Empezó a hablarle, procurando encontrar las palabras que pudieran, si no convencerla, al menos calmarla. Pero Kitty no le escuchaba ni se avenía a razones. Levin se inclinó sobre ella, le cogió la mano, a pesar de su oposición, y se la besó. Luego besó sus cabellos y otra vez su mano. Pero Kitty seguía guardando silencio. No obstante, cuando le levantó la cara con ambas manos y le dijo: «¡Kitty!», ella depuso su actitud, aunque aún derramó algunas lágrimas. Al cabo de unos instantes, ya se habían reconciliado.

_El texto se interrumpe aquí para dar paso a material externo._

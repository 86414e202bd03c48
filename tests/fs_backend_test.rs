use std::fs;
use stockroom::error::StockroomError;
use stockroom::model::{Catalog, Record};
use stockroom::store::fs_backend::FsBackend;
use stockroom::store::{CatalogStore, StorageBackend};
use tempfile::TempDir;

fn sample_catalog() -> Catalog {
    let mut catalog = Catalog::new();
    catalog.insert("Widget", Record::new(5));
    catalog.insert("Gadget", Record::new(-2));
    catalog
}

#[test]
fn test_missing_file_loads_empty() {
    let dir = TempDir::new().unwrap();
    let backend = FsBackend::new(dir.path().join("inventory_data.json"));
    assert!(backend.load_catalog().unwrap().is_empty());
}

#[test]
fn test_save_and_load_roundtrip() {
    let dir = TempDir::new().unwrap();
    let backend = FsBackend::new(dir.path().join("inventory_data.json"));

    backend.save_catalog(&sample_catalog()).unwrap();
    assert_eq!(backend.load_catalog().unwrap(), sample_catalog());
}

#[test]
fn test_file_format_is_pretty_json_with_stock_count_field() {
    let dir = TempDir::new().unwrap();
    let path = dir.path().join("inventory_data.json");
    FsBackend::new(&path).save_catalog(&sample_catalog()).unwrap();

    let on_disk = fs::read_to_string(&path).unwrap();
    let value: serde_json::Value = serde_json::from_str(&on_disk).unwrap();
    assert_eq!(value["Widget"]["stock_count"], 5);
    assert_eq!(value["Gadget"]["stock_count"], -2);
    assert!(on_disk.contains('\n'), "expected indented output");
}

#[test]
fn test_reads_file_written_by_hand() {
    let dir = TempDir::new().unwrap();
    let path = dir.path().join("inventory_data.json");
    fs::write(
        &path,
        r#"{
    "Pens": {"stock_count": 40},
    "Paper": {"stock_count": 3}
}"#,
    )
    .unwrap();

    let catalog = FsBackend::new(&path).load_catalog().unwrap();
    let names: Vec<_> = catalog.iter().map(|(n, _)| n.clone()).collect();
    assert_eq!(names, vec!["Pens", "Paper"]);
}

#[test]
fn test_corrupt_file_fails_store_open() {
    let dir = TempDir::new().unwrap();
    let path = dir.path().join("inventory_data.json");
    fs::write(&path, "{\"Widget\": {\"stock_count\": \"many\"}}").unwrap();

    let result = CatalogStore::open(FsBackend::new(&path));
    assert!(matches!(result, Err(StockroomError::Serialization(_))));
    // The corrupt file is left as-is.
    assert!(fs::read_to_string(&path).unwrap().contains("many"));
}

#[test]
fn test_atomic_write_leaves_no_tmp_artifacts() {
    let dir = TempDir::new().unwrap();
    let backend = FsBackend::new(dir.path().join("inventory_data.json"));

    backend.save_catalog(&sample_catalog()).unwrap();
    backend.save_catalog(&Catalog::new()).unwrap();

    for entry in fs::read_dir(dir.path()).unwrap() {
        let path = entry.unwrap().path();
        let name = path.file_name().unwrap().to_str().unwrap().to_string();
        assert!(!name.ends_with(".tmp"), "Found leftover tmp file: {}", name);
    }
    assert!(backend.load_catalog().unwrap().is_empty());
}

#[test]
fn test_plain_overwrite_mode_still_roundtrips() {
    let dir = TempDir::new().unwrap();
    let backend =
        FsBackend::new(dir.path().join("inventory_data.json")).with_atomic_writes(false);

    backend.save_catalog(&sample_catalog()).unwrap();
    assert_eq!(backend.load_catalog().unwrap(), sample_catalog());
}

#[test]
fn test_save_creates_missing_parent_dirs() {
    let dir = TempDir::new().unwrap();
    let path = dir.path().join("a").join("b").join("stock.json");
    FsBackend::new(&path).save_catalog(&sample_catalog()).unwrap();
    assert!(path.exists());
}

Acordaron que partirían juntos al día siguiente. Levin le dijo a su mujer que estaba convencido de que sólo quería ser útil y reconoció que la presencia de Maria Nikoláievna al lado de su hermano no tenía nada de inconveniente; pero en lo más profundo de su alma estaba descontento de sí mismo y de ella. Le desagradaba que Kitty no le hubiera dejado partir solo cuando lo necesitaba (¡qué extraño se le hacía pensar que él, que hacía tan poco apenas se atrevía a creer que en la dicha de que Kitty lo amase, ahora se sentía desdichado porque le amaba demasiado!). Y estaba descontento de sí mismo por no haberse mostrado firme. Además, en su fuero interno, no acababa de congraciarse con la idea de que Kitty tuviera que tratar con la mujer que vivía con su hermano y pensaba con horror en todos los encontronazos que podían producirse. Sólo de pensar que Kitty, su mujer, estaría en la misma habitación que esa ramera le hacía estremecerse de horror y repugnancia.
XVII
La posada de la capital de provincia en la que se alojaba Nikolái Dmítrich era uno de esos establecimientos provincianos que se construyeron teniendo en cuenta los adelantos más recientes, con las mayores pretensiones de higiene, comodidad y hasta elegancia, pero a los que los propios clientes acaban convirtiendo en poquísimo tiempo en sucias tabernas con pretensiones de modernidad, que por ello mismo suelen ser peores que las posadas antiguas, a las que sólo podía reprocharse su suciedad. La posada en cuestión había llegado ya a ese estado. El soldado con un uniforme mugriento que fumaba un cigarrillo en la entrada, y que por lo visto desempeñaba las funciones de portero, la escalera de hierro fundido, sombría y desagradable, el camarero descarado con su frac lleno de lamparones, la sala común, con ese polvoriento ramo de flores de cera adornando la mesa, la suciedad, el polvo y el desorden que se veían por todas partes, unido a ese aire moderno de suficiencia y actividad, tan a tono con la nueva moda introducida por el ferrocarril, causaron en los Levin, después de su vida de recién casados, un efecto deprimente, sobre todo porque la impresión de falsedad que producía el hotel no se compadecía con lo que les esperaba.